Provided data:
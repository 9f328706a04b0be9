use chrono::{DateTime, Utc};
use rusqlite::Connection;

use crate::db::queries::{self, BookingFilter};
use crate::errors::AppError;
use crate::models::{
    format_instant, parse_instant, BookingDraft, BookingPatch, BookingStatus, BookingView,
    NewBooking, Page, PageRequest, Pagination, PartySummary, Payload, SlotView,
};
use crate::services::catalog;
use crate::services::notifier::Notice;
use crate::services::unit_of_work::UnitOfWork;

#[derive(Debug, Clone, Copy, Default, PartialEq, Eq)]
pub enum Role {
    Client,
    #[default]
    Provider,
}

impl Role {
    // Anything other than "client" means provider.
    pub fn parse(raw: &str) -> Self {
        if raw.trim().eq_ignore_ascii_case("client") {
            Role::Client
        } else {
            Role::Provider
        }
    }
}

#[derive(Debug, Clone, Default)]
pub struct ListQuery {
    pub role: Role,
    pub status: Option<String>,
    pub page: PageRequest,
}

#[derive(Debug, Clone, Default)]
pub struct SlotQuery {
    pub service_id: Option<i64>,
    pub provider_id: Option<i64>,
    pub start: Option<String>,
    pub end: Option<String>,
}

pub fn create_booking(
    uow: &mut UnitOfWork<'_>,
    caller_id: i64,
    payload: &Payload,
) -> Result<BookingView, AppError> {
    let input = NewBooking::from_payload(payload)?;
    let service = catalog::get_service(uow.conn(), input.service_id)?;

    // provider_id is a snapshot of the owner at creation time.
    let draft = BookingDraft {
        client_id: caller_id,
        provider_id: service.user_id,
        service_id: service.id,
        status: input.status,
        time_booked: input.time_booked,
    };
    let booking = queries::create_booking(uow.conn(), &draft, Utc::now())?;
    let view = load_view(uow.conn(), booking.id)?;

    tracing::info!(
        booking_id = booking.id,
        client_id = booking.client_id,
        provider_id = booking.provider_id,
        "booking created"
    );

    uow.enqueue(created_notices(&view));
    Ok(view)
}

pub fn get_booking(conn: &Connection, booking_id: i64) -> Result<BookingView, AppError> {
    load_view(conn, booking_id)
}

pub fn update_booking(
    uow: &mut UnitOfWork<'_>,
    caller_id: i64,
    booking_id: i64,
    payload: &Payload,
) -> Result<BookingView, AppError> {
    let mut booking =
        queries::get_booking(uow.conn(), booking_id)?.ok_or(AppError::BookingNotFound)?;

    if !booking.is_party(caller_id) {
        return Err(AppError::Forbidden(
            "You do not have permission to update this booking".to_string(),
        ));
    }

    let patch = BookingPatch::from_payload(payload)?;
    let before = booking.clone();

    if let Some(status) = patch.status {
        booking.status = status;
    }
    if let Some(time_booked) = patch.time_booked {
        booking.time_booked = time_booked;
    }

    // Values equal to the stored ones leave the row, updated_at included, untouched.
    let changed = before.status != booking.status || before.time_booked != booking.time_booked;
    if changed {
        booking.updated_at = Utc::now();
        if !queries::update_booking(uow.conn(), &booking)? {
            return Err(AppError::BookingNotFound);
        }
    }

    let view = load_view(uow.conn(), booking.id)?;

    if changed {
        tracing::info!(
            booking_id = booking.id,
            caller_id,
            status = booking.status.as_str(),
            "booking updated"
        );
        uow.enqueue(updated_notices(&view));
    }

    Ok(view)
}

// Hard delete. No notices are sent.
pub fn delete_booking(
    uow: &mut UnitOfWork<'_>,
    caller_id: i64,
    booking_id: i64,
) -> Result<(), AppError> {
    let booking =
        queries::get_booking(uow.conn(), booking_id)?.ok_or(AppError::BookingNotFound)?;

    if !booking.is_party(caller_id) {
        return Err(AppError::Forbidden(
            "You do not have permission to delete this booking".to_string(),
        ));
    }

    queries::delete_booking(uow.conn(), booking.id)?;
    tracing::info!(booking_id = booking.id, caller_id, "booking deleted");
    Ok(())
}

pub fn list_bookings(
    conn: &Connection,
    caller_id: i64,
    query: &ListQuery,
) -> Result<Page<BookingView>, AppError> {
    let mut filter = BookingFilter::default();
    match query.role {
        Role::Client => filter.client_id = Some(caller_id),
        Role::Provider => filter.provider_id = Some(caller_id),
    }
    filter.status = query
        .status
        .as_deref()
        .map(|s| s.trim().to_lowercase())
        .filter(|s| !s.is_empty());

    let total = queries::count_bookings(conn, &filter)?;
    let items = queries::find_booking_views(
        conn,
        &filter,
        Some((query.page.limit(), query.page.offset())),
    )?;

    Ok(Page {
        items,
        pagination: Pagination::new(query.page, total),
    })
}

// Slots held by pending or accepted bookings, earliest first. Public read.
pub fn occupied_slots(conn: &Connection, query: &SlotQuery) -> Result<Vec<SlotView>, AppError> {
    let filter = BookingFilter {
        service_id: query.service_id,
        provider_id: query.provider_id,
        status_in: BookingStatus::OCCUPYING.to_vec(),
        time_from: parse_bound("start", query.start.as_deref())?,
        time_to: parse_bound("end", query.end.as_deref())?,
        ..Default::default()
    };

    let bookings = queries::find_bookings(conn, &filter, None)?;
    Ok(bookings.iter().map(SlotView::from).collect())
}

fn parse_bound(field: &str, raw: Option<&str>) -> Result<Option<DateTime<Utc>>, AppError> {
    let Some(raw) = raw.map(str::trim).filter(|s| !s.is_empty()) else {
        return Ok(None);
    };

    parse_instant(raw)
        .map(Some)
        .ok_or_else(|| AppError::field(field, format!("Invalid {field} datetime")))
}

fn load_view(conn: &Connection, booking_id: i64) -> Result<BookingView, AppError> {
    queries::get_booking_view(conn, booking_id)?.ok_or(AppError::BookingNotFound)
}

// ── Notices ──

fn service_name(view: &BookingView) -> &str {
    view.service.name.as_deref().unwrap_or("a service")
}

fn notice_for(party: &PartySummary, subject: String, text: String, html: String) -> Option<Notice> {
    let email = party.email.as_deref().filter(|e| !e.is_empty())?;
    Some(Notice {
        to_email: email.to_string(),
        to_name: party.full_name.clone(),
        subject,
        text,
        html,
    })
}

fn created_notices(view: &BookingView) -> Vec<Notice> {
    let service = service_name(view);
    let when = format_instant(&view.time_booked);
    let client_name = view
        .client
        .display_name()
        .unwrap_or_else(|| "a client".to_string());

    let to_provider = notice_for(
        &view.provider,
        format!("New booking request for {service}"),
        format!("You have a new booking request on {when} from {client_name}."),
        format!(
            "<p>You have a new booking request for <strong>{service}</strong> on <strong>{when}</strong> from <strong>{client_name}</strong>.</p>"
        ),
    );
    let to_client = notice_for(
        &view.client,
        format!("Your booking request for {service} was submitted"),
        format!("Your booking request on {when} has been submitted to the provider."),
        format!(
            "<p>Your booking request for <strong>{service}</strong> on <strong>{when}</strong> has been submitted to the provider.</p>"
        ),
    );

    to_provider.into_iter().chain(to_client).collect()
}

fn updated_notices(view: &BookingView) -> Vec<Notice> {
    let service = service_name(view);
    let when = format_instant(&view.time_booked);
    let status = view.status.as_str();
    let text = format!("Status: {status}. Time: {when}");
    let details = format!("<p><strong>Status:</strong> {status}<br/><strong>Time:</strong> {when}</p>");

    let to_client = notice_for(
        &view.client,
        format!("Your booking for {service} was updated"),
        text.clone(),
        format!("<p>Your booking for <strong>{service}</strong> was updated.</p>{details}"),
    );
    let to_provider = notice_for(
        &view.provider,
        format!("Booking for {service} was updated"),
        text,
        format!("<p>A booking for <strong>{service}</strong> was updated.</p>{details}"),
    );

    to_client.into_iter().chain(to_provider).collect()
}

Problem details: Your answer is a single number: how many lines in the listing above hold "tracing"?

Result for this exercise: 3